• **Prompt**
Go through the entries below, count every line with the string "task", and answer with only that number.

Stored items:
--

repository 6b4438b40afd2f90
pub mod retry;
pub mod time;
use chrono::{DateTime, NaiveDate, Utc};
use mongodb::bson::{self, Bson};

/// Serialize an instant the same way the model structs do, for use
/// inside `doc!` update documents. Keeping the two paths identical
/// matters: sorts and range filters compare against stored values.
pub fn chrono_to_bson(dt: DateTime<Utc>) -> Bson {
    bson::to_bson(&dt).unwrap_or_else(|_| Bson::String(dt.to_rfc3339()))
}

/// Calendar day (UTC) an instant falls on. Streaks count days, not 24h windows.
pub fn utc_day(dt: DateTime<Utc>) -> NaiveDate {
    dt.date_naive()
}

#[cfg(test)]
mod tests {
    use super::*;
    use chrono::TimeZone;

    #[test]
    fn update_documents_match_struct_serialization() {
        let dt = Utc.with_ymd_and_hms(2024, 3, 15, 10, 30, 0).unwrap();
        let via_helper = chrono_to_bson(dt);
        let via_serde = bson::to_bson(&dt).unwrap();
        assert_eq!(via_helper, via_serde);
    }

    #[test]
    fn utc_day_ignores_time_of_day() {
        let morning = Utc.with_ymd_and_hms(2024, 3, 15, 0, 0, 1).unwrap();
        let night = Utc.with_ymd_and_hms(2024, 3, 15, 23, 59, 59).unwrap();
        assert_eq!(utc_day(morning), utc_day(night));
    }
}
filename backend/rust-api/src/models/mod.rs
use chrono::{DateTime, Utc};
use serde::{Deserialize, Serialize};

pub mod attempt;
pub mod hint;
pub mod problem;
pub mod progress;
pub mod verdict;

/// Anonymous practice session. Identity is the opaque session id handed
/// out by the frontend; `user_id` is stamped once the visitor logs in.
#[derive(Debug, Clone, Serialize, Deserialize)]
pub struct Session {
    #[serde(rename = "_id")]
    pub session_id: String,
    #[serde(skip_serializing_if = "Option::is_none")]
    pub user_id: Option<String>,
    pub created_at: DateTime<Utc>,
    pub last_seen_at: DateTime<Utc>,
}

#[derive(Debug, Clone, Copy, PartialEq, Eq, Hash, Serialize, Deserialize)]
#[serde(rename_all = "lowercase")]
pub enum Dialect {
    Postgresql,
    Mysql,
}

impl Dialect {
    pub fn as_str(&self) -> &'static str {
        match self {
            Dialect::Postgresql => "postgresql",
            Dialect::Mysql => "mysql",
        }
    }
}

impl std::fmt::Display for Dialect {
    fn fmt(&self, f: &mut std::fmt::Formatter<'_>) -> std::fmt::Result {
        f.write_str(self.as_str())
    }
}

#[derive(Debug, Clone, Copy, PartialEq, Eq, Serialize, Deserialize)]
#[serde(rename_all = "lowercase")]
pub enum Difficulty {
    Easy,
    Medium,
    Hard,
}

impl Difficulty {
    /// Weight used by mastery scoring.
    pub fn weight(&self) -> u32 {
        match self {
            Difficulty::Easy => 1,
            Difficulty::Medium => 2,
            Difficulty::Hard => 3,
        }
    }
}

--

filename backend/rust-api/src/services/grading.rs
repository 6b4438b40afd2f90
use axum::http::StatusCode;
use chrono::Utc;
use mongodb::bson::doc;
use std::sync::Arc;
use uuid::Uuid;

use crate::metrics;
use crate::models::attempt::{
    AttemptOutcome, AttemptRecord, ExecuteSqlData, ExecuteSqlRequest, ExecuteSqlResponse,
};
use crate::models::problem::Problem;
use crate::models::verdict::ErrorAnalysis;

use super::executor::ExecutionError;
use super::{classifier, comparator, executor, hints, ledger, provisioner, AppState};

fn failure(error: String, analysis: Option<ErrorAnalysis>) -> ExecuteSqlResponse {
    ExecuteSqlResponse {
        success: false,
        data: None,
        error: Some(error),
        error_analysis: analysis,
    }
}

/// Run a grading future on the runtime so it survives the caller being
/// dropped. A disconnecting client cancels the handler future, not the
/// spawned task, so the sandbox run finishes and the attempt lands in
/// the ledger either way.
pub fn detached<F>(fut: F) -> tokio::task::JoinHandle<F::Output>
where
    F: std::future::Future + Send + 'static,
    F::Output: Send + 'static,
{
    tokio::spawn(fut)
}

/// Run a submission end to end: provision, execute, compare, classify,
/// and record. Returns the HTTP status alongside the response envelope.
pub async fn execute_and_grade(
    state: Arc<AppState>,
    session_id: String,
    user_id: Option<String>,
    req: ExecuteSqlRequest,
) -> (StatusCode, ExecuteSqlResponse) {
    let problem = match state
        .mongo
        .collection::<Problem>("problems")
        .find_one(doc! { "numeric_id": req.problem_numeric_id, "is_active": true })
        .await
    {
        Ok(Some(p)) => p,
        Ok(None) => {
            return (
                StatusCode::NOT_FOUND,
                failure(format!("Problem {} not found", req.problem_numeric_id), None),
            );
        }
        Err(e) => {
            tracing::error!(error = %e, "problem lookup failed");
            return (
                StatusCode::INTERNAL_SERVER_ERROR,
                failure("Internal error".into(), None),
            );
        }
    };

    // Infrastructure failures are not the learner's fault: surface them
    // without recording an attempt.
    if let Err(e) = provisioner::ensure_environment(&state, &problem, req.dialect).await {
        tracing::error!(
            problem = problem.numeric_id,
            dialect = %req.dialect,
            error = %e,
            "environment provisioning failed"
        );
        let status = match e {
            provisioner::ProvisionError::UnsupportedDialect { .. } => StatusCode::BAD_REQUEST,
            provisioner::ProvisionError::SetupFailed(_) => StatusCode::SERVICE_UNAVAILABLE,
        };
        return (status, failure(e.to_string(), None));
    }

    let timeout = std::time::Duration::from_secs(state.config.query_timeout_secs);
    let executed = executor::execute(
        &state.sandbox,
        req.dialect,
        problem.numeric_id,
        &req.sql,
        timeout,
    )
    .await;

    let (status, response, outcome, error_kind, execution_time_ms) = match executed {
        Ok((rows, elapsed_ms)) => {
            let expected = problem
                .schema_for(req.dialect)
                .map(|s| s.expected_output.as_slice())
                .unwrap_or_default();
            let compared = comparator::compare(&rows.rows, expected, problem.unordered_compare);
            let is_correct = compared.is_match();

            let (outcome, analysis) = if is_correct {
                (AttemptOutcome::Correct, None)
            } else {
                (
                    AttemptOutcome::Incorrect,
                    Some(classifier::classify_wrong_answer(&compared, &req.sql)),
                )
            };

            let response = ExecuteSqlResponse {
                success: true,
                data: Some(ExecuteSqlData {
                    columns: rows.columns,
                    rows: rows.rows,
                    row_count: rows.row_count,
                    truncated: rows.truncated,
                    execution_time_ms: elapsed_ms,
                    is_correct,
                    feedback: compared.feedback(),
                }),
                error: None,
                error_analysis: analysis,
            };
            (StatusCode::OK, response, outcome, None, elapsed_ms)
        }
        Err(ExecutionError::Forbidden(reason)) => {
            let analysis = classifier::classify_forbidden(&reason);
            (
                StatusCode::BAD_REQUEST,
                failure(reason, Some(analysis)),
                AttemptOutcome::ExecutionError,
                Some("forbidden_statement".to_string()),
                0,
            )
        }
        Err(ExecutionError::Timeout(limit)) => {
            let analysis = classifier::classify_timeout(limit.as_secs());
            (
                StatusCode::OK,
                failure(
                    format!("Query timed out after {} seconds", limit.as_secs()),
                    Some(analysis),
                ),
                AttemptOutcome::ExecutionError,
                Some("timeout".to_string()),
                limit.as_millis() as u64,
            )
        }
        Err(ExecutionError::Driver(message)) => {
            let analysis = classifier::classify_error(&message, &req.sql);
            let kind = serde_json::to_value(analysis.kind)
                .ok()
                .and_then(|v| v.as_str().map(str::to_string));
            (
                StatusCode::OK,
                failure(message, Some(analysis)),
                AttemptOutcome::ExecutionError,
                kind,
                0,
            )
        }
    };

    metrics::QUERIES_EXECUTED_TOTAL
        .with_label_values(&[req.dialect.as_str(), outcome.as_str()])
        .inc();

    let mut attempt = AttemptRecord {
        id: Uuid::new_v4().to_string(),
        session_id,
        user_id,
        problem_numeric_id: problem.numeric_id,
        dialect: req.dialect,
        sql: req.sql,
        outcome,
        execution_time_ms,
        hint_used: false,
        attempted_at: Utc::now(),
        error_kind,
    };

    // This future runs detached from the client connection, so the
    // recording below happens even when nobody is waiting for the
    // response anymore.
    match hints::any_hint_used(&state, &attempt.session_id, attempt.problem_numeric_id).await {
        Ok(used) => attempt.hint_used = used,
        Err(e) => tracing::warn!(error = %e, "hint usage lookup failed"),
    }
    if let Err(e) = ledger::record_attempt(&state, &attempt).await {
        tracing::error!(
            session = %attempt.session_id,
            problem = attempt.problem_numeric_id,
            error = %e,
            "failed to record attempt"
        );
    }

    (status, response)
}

--

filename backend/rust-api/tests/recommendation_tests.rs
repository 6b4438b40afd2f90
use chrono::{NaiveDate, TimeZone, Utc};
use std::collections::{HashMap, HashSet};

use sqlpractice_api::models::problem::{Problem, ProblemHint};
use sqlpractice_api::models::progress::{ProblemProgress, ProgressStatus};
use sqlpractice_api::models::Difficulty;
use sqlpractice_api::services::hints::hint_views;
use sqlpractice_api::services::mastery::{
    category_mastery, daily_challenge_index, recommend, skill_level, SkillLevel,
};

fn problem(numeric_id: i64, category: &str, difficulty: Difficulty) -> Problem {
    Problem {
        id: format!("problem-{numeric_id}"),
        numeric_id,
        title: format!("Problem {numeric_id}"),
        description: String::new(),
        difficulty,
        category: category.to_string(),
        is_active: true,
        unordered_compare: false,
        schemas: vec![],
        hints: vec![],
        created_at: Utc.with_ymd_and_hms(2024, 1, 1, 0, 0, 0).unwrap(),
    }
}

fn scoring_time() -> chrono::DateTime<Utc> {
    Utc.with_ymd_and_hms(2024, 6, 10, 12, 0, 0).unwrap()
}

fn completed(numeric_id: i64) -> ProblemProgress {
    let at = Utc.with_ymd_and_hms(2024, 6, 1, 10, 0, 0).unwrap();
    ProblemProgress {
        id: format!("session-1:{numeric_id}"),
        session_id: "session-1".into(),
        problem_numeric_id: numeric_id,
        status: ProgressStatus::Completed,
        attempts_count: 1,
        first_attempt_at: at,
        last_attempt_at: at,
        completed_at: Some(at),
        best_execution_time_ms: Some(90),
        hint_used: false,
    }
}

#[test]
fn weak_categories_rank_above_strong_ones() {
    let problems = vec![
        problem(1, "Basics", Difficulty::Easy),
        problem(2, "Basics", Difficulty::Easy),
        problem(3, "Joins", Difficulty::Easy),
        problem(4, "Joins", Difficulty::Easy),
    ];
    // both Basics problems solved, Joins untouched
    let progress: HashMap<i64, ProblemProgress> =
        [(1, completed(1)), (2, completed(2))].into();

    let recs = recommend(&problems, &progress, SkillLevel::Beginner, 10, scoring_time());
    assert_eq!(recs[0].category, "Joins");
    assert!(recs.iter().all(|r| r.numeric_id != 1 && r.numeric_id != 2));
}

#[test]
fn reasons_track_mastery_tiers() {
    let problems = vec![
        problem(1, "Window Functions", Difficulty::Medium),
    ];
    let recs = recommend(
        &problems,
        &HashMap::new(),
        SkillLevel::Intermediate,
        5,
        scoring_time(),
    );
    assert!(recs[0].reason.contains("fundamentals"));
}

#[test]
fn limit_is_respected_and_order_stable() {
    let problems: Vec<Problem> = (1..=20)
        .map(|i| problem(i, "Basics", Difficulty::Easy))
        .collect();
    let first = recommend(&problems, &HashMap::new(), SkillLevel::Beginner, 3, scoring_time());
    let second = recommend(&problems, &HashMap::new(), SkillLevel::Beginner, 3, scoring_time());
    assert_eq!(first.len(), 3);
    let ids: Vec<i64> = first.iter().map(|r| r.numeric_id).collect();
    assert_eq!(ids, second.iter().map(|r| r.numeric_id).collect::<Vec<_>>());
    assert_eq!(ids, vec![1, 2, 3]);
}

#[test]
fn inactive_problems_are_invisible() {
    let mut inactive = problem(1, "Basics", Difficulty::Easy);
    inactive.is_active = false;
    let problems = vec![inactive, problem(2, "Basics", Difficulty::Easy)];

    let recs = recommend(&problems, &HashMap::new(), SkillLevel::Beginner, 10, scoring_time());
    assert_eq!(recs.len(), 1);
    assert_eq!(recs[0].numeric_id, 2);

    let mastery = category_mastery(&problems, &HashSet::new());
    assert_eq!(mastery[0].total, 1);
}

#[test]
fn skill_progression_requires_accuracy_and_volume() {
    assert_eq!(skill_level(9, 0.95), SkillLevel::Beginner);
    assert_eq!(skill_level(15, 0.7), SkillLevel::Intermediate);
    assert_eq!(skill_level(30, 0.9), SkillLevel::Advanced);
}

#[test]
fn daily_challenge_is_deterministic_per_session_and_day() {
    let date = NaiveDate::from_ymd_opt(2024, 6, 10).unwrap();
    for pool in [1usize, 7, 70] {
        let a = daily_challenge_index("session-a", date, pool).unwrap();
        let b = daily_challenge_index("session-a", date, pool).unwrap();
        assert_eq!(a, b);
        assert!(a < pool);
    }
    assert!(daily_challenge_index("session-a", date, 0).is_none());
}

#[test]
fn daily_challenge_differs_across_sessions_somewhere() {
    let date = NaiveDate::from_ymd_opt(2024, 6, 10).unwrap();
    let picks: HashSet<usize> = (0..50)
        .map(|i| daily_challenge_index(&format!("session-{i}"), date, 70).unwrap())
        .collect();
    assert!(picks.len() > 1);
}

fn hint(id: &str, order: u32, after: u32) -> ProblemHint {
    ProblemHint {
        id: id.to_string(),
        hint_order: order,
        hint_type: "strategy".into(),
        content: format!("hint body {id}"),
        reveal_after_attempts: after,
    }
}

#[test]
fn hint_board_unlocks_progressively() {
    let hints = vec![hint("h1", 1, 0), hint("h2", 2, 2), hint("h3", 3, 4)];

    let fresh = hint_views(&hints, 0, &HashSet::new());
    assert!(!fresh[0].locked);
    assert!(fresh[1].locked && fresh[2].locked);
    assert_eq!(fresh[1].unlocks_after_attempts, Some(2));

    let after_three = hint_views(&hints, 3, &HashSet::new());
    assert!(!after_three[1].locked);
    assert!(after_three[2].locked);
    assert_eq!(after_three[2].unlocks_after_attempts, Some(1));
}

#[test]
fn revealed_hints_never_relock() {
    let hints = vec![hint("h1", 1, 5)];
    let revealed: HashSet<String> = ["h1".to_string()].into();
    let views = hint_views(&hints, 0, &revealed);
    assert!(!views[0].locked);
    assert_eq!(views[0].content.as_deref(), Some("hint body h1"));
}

--

• **Exercise answer**
2